Abstract:
Qu’est-ce qui nous vient à l’esprit quand nous pensons au soleil ? Quelles sensations est-ce qui nous suscite une journée ensoleillée ? Le champ lexical du soleil a tendance à avoir une connotation très positive parce que l’homme a l’habitude de percevoir cette étoile comme une entité autour de laquelle tourne tout type de vie sur terre. Il serait donc une source bienveillante qui domine sur tout ce que nous connaissons. Cependant, ce n’est pas la seule vision que l’on peut avoir de l’astre le plus important de notre système : le fait de dominer d’en haut peut aussi effrayer; la chaleur qu’il émane peut provoquer une sensation de suffocation. C’est justement sur une vision du soleil connoté négativement que cette étude veut se concentrer.
Notre intérêt naît tout d’abord de la lecture d’un roman du canon de la littérature française du XXème siècle, "L’étranger" d’Albert Camus, puis d’un article sur ce livre écrit par Roland Barthes.

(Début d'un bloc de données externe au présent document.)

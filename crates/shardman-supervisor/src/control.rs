//! Per-shard control actions and log retrieval.

use shardman_core::{CommandOutput, ShardAction};
use tokio::process::Command;
use tracing::{debug, instrument, warn};

use crate::systemctl::{run_systemctl, unit_name};

/// Issues mutating actions against individual shard units.
///
/// Each [`apply`](ShardController::apply) maps to exactly one systemctl
/// call; there is no batching at this layer. Fan-out over a list is
/// sequential and best-effort.
#[derive(Debug, Clone, Copy, Default)]
pub struct ShardController;

impl ShardController {
    pub fn new() -> Self {
        Self
    }

    /// Apply a single action to a single shard.
    #[instrument(level = "debug", skip_all, fields(shard = %shard, action = %action))]
    pub async fn apply(&self, shard: &str, action: ShardAction) -> CommandOutput {
        let unit = unit_name(shard);
        let output = run_systemctl(&[action.as_str(), &unit]).await;
        if output.success {
            debug!(unit = %unit, "action applied");
        } else {
            warn!(unit = %unit, stderr = %output.stderr, "action failed");
        }
        output
    }

    /// Apply an action to every shard in the list, sequentially.
    ///
    /// A failure on one shard does not abort the rest; the caller gets the
    /// full per-shard result list.
    #[instrument(level = "debug", skip_all, fields(action = %action, count = shards.len()))]
    pub async fn apply_all(
        &self,
        action: ShardAction,
        shards: &[String],
    ) -> Vec<(String, CommandOutput)> {
        let mut results = Vec::with_capacity(shards.len());
        for shard in shards {
            let output = self.apply(shard, action).await;
            results.push((shard.clone(), output));
        }
        results
    }

    /// Fetch the most recent journal lines for a shard.
    ///
    /// Failure never raises: a broken journalctl yields its own stderr (or a
    /// diagnostic) as the returned text, which the log viewer displays as-is.
    #[instrument(level = "debug", skip_all, fields(shard = %shard, lines = max_lines))]
    pub async fn fetch_logs(&self, shard: &str, max_lines: u32) -> String {
        let unit = unit_name(shard);
        let result = Command::new("journalctl")
            .args([
                "--user",
                "-u",
                &unit,
                "-n",
                &max_lines.to_string(),
                "--no-pager",
                "-o",
                "cat",
            ])
            .output()
            .await;

        match result {
            Ok(output) if output.status.success() => {
                String::from_utf8_lossy(&output.stdout).trim().to_string()
            }
            Ok(output) => {
                let stderr = String::from_utf8_lossy(&output.stderr).trim().to_string();
                warn!(unit = %unit, stderr = %stderr, "journalctl failed");
                if stderr.is_empty() {
                    format!("No logs available for {unit}")
                } else {
                    stderr
                }
            }
            Err(e) => {
                warn!(error = %e, "failed to invoke journalctl");
                format!("journalctl command not found or not runnable: {e}")
            }
        }
    }
}
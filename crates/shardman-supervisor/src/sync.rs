//! Reconcile systemd units with the desired shard list.
//!
//! The `sync` subcommand enforces `shards.conf`: every listed shard gets
//! enabled and started, every managed unit that is *not* listed gets stopped
//! and disabled, and the umbrella target is enabled so the fleet comes back
//! after a reboot.

use std::collections::{BTreeSet, HashSet};

use shardman_core::{CommandOutput, ShardAction};
use tracing::{info, instrument};

use crate::control::ShardController;
use crate::systemctl::{query_membership, run_systemctl, MembershipKind, UMBRELLA_TARGET};

/// One step of a sync run, for reporting.
#[derive(Debug, Clone)]
pub struct SyncStep {
    /// Shard name, or the umbrella target's unit name.
    pub target: String,
    /// The verb that was applied ("start", "disable", ...).
    pub action: String,
    pub output: CommandOutput,
}

impl SyncStep {
    fn new(target: &str, action: &str, output: CommandOutput) -> Self {
        Self {
            target: target.to_string(),
            action: action.to_string(),
            output,
        }
    }
}

/// Synchronize units with the desired shard list, best-effort.
///
/// Returns every step taken so the CLI can print a report. Failures do not
/// short-circuit; a partially reachable supervisor syncs what it can.
#[instrument(level = "info", skip_all, fields(desired = desired.len()))]
pub async fn sync_units(desired: &[String]) -> Vec<SyncStep> {
    let controller = ShardController::new();
    let mut steps = Vec::new();

    let enabled = query_membership(MembershipKind::Enabled).await;
    let running = query_membership(MembershipKind::Running).await;

    // Apply: desired shards get enabled and started.
    for shard in desired {
        info!(shard = %shard, "sync: enabling and starting");
        let output = controller.apply(shard, ShardAction::Enable).await;
        steps.push(SyncStep::new(shard, "enable", output));
        let output = controller.apply(shard, ShardAction::Start).await;
        steps.push(SyncStep::new(shard, "start", output));
    }

    // Prune: managed units not in the desired list get stopped and disabled.
    for stray in prune_list(desired, &enabled, &running) {
        info!(shard = %stray, "sync: pruning stray unit");
        let output = controller.apply(&stray, ShardAction::Stop).await;
        steps.push(SyncStep::new(&stray, "stop", output));
        let output = controller.apply(&stray, ShardAction::Disable).await;
        steps.push(SyncStep::new(&stray, "disable", output));
    }

    // The umbrella target keeps the fleet coming back after reboot.
    let output = run_systemctl(&["enable", "--now", UMBRELLA_TARGET]).await;
    steps.push(SyncStep::new(UMBRELLA_TARGET, "enable", output));

    steps
}

/// Managed shards (enabled or running) that are not in the desired list,
/// in a deterministic order.
fn prune_list(
    desired: &[String],
    enabled: &HashSet<String>,
    running: &HashSet<String>,
) -> Vec<String> {
    let managed: BTreeSet<&String> = enabled.iter().chain(running.iter()).collect();
    managed
        .into_iter()
        .filter(|name| !desired.contains(name))
        .cloned()
        .collect()
}
//! Shard list panel with per-row action cursors.

use ratatui::{
    buffer::Buffer,
    layout::Rect,
    style::{Modifier, Style},
    text::{Line, Span},
    widgets::{Block, BorderType, Borders, Paragraph, Widget},
};

use shardman_core::Shard;

use crate::selection::{Focus, RowAction, Selection};
use crate::theme::Theme;

/// Widest shard name the panel pads to before action buttons.
const NAME_WIDTH: usize = 12;

/// One row per shard: status dot, name, enabled marker, action buttons.
pub struct ShardPanel<'a> {
    shards: &'a [Shard],
    selection: &'a Selection,
    theme: &'a Theme,
    focused: bool,
}

impl<'a> ShardPanel<'a> {
    pub fn new(shards: &'a [Shard], selection: &'a Selection, theme: &'a Theme) -> Self {
        Self {
            shards,
            selection,
            theme,
            focused: false,
        }
    }

    /// Set whether the selection currently sits in this panel.
    pub fn focused(mut self, focused: bool) -> Self {
        self.focused = focused;
        self
    }

    fn status_span(&self, shard: &Shard) -> Span<'static> {
        if shard.is_running {
            Span::styled("● ", Style::default().fg(self.theme.running))
        } else {
            Span::styled("○ ", Style::default().fg(self.theme.stopped))
        }
    }

    fn action_spans(&self, row: usize) -> Vec<Span<'static>> {
        let focused_action = match self.selection.focus() {
            Focus::Shard(focus_row) if self.focused && focus_row == row => {
                Some(self.selection.row_action())
            }
            _ => None,
        };

        let mut spans = Vec::new();
        for action in RowAction::ALL {
            let style = if focused_action == Some(action) {
                Style::default()
                    .fg(self.theme.highlight_fg)
                    .bg(self.theme.highlight_bg)
                    .add_modifier(Modifier::BOLD)
            } else {
                Style::default().fg(self.theme.text_dim)
            };
            spans.push(Span::styled(format!("[{}]", action.label()), style));
            spans.push(Span::raw(" "));
        }
        spans
    }

    /// Build the content lines for the panel.
    pub fn build_lines(&self) -> Vec<Line<'static>> {
        if self.shards.is_empty() {
            return vec![Line::from(Span::styled(
                "No shards configured. Add entries to shards.conf.",
                Style::default().fg(self.theme.text_dim),
            ))];
        }

        self.shards
            .iter()
            .enumerate()
            .map(|(row, shard)| {
                let mut spans = vec![self.status_span(shard)];

                let name_style = if shard.is_running {
                    Style::default().fg(self.theme.text)
                } else {
                    Style::default().fg(self.theme.text_dim)
                };
                spans.push(Span::styled(
                    format!("{:<NAME_WIDTH$}", shard.name),
                    name_style,
                ));

                let marker = if shard.is_enabled { "[on boot] " } else { "          " };
                spans.push(Span::styled(
                    marker.to_string(),
                    Style::default().fg(self.theme.text_dim),
                ));

                spans.extend(self.action_spans(row));
                Line::from(spans)
            })
            .collect()
    }
}

impl Widget for ShardPanel<'_> {
    fn render(self, area: Rect, buf: &mut Buffer) {
        let border_color = if self.focused {
            self.theme.border_focus
        } else {
            self.theme.border
        };
        let block = Block::default()
            .title(" Shards ")
            .borders(Borders::ALL)
            .border_type(BorderType::Rounded)
            .border_style(Style::default().fg(border_color));

        Paragraph::new(self.build_lines()).block(block).render(area, buf);
    }
}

Dans "“L'Etranger”, roman solaire", publié en 1954, douze ans après la parution du premier roman camusien, le célèbre théoricien de la littérature définit ainsi le personnage principal: “Meursault est un homme charnellement soumis au Soleil, et je crois qu’il faut entendre cette soumission dans un sens à peu près sacral. Tout comme dans les mythologies antiques ou la Phèdre racinienne, le Soleil est ici expérience si profonde du corps, qu’il en devient destin” . Cette définition surgit de la constatation que tout moment clé de l’histoire (en particulier, les funérailles de la mère de Meursault, le meurtre de l’Arabe et le procès) serait de quelque façon influencé par le soleil . Plusieurs aspects sont intéressants à analyser : tout d’abord une utilisation du mot soleil avec une majuscule, qui nous amène à penser à une véritable association du corps céleste avec une divinité mythique capable d’influencer le protagoniste des événements. Ce qui est curieux à remarquer est que le soleil s’impose toujours sur la volonté du protagoniste. Selon Barthes, il devient la source de tout ce qui se passe dans l'œuvre, joies et douleurs de Meursault: “car le soleil est ici tout: chaleur, assoupissement, fête, tristesse, puissance, folie, cause et éclairement” . Nous aimerions quand même soutenir l’idée que c’est surtout le malheur qu’il provoque.